Optic Nerve Regeneration in Adult Fish and Apolipoprotein A‐I

Fish optic nerves, unlike mammalian optic nerves, are endowed with a high capacity to regenerate. Injury to fish optic nerves causes pronounced changes in the composition of pulse‐labeled substances derived from the surrounding non‐neuronal cells. The most prominent of these injury‐induced changes is in a 28‐kilodalton (kDa) polypeptide whose level increases after injury, as revealed by one‐dimensional gel electrophoresis and autoradiography. The present study identified as apolipoprotein A‐I (apo‐A‐I) a polypeptide of 28 kDa in media conditioned by regenerating fish optic nerves.
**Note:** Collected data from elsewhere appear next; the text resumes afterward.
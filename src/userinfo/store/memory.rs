use super::DataStore;
use crate::error::{Result, UserInfoError};
use crate::model::{Entry, Record, RecordId};
use chrono::Utc;
use log::debug;

/// Vec-backed store. Lookups are linear, which is fine for a hand-filled table.
#[derive(Debug, Default)]
pub struct InMemoryStore {
    entries: Vec<Entry>,
    last_id: u64,
}

impl InMemoryStore {
    pub fn new() -> Self {
        Self::default()
    }

    fn position(&self, id: RecordId) -> Result<usize> {
        self.entries
            .iter()
            .position(|e| e.id == id)
            .ok_or(UserInfoError::RecordNotFound(id))
    }

    fn next_id(&mut self) -> RecordId {
        self.last_id += 1;
        RecordId::new(self.last_id)
    }
}

impl DataStore for InMemoryStore {
    fn add(&mut self, record: Record) -> Result<Entry> {
        let entry = Entry::new(self.next_id(), record);
        debug!("store: added {} at position {}", entry.id, self.entries.len());
        self.entries.push(entry.clone());
        Ok(entry)
    }

    fn update(&mut self, id: RecordId, record: Record) -> Result<Entry> {
        let pos = self.position(id)?;
        let entry = &mut self.entries[pos];
        entry.record = record;
        entry.updated_at = Utc::now();
        debug!("store: updated {} at position {}", id, pos);
        Ok(entry.clone())
    }

    fn delete(&mut self, id: RecordId) -> Result<Entry> {
        let pos = self.position(id)?;
        debug!("store: deleted {} from position {}", id, pos);
        Ok(self.entries.remove(pos))
    }

    fn get(&self, id: RecordId) -> Result<Entry> {
        let pos = self.position(id)?;
        Ok(self.entries[pos].clone())
    }

    fn all(&self) -> Result<Vec<Entry>> {
        Ok(self.entries.clone())
    }

    fn len(&self) -> usize {
        self.entries.len()
    }
}

// --- Test Fixtures ---

#[cfg(any(test, feature = "test_utils"))]
pub mod fixtures {
    use super::*;

    pub struct StoreFixture {
        pub store: InMemoryStore,
    }

    impl Default for StoreFixture {
        fn default() -> Self {
            Self::new()
        }
    }

    impl StoreFixture {
        pub fn new() -> Self {
            Self {
                store: InMemoryStore::new(),
            }
        }

        /// Adds `count` valid records named "User 1", "User 2", ...
        pub fn with_records(mut self, count: usize) -> Self {
            for i in 1..=count {
                let record = Record::new(
                    format!("User {}", i),
                    format!("{}", 20 + i),
                    format!("user{}@example.com", i),
                    format!("555000{}", i),
                );
                self.store.add(record).unwrap();
            }
            self
        }

        pub fn with_record(mut self, record: Record) -> Self {
            self.store.add(record).unwrap();
            self
        }
    }
}
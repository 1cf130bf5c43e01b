//! # API Facade
//!
//! The API layer is a **thin facade** over the command layer. It is the single
//! entry point for record operations, whatever drives them (the session, the
//! terminal client, tests).
//!
//! The facade:
//! - **Dispatches** to the matching command function
//! - **Normalizes inputs**: display index strings (`"2"`, `"1-3"`) become
//!   [`IndexSelector`] values before any command runs
//! - **Returns structured types** (`Result<CmdResult>`)
//!
//! It has no business logic, no I/O, and no presentation concerns.
//!
//! ## Index Grammar
//!
//! - **Single**: `N` (e.g. `1`, `42`), 1-based
//! - **Range**: `Start-End` (e.g. `2-4`), inclusive, start must be ≤ end
//!
//! Several inputs may be passed at once; duplicates are dropped, first
//! occurrence wins. Any input that doesn't parse fails the whole call with
//! [`UserInfoError::InvalidIndex`] and nothing is touched.
//!
//! ## Generic Over DataStore
//!
//! `UserInfoApi<S: DataStore>` is generic over the storage backend so the same
//! facade runs against `InMemoryStore` in tests and in the client.

use crate::commands;
use crate::error::{Result, UserInfoError};
use crate::index::{parse_index_or_range, DisplayRecord, IndexSelector};
use crate::model::{Record, RecordId};
use crate::store::DataStore;
use std::collections::HashSet;

pub struct UserInfoApi<S: DataStore> {
    store: S,
}

impl<S: DataStore> UserInfoApi<S> {
    pub fn new(store: S) -> Self {
        Self { store }
    }

    pub fn add_record(&mut self, record: Record) -> Result<commands::CmdResult> {
        commands::add::run(&mut self.store, record)
    }

    pub fn update_record(&mut self, id: RecordId, record: Record) -> Result<commands::CmdResult> {
        commands::update::run(&mut self.store, id, record)
    }

    pub fn delete_records<I: AsRef<str>>(&mut self, indexes: &[I]) -> Result<commands::CmdResult> {
        let indexes = parse_indexes(indexes)?;
        commands::delete::run(&mut self.store, &indexes)
    }

    /// Lists rows, filtered by `query` when given. A blank query lists everything.
    pub fn list_records(&self, query: Option<&str>) -> Result<commands::CmdResult> {
        commands::list::run(&self.store, query)
    }

    /// Looks up the row currently shown at `index`.
    pub fn get_record(&self, index: &str) -> Result<DisplayRecord> {
        let selector @ IndexSelector::Single(_) = parse_index_or_range(index)? else {
            return Err(UserInfoError::InvalidIndex(format!(
                "{} (expected a single index)",
                index.trim()
            )));
        };
        let resolved = commands::helpers::resolve_indexes(&self.store, &[selector])?;
        let (_, id) = resolved[0];
        commands::helpers::find_by_id(&self.store, id)
    }

    /// Looks up a row by id, with its current display index.
    pub fn find_record(&self, id: RecordId) -> Result<DisplayRecord> {
        commands::helpers::find_by_id(&self.store, id)
    }

    pub fn count(&self) -> usize {
        self.store.len()
    }
}

fn parse_indexes<I: AsRef<str>>(inputs: &[I]) -> Result<Vec<IndexSelector>> {
    if inputs.is_empty() {
        return Err(UserInfoError::InvalidIndex("no index given".to_string()));
    }

    let mut all = Vec::new();
    for input in inputs {
        all.push(parse_index_or_range(input.as_ref())?);
    }

    // Deduplicate while preserving order
    let mut seen = HashSet::new();
    Ok(all.into_iter().filter(|sel| seen.insert(*sel)).collect())
}

pub use crate::commands::{CmdMessage, CmdResult, MessageLevel};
The level of this polypeptide increased after injury by approximately 35%. Apo‐A‐I was isolated by gel‐permeation chromatography from delipidated high‐density lipoproteins (HDL) that had been obtained from carp plasma by sequential ultracentrifugation. Further identification of the purified protein as apo‐A‐I was based on its molecular mass (28 kDa) as determined by gel electrophoresis, amino acid composition, and microheterogeneity studies. The isolated protein was further analyzed by immunoblots of two‐dimensional gels and was found to contain six isoforms. Western blot analysis using antibodies directed against the isolated plasma protein showed that the 28‐kDa polypeptide in the preparation of soluble substances derived from the fish optic nerves (conditioned media, CM) cross‐reacted immunologically with the isolated fish plasma apo‐A‐I. Immunoblots of two‐dimensional gels revealed the presence of three apo‐A‐I isoforms in the CM of regenerating fish optic nerves (pIs: 6.49, 6.64, and 6.73). At least some of the apo‐A‐I found in the CM is derived from the nerve, as was shown by pulse labeling with [ 35 S]methionine, followed by immunoprecipitation. The apo‐A‐I immunoactive polypeptides in the CM of the fish optic nerve were found in high molecular‐weight, putative HDL‐like particles. Immunocytochemical staining revealed that apo‐A‐I immunoreactive sites were present in the fish optic nerves. Higher labeling was found in injured nerves (between the site of injury and the brain) than in non‐injured nerves. The accumulation of apo‐A‐I in nerves that are capable of regenerating may be similar to that of apo‐E in sciatic nerves of mammals (a regenerative system); in contrast, although its synthesis is increased, apo‐A‐I does not accumulate in avian optic nerves nor does apo‐E in rat optic nerves (two nonregenerative systems).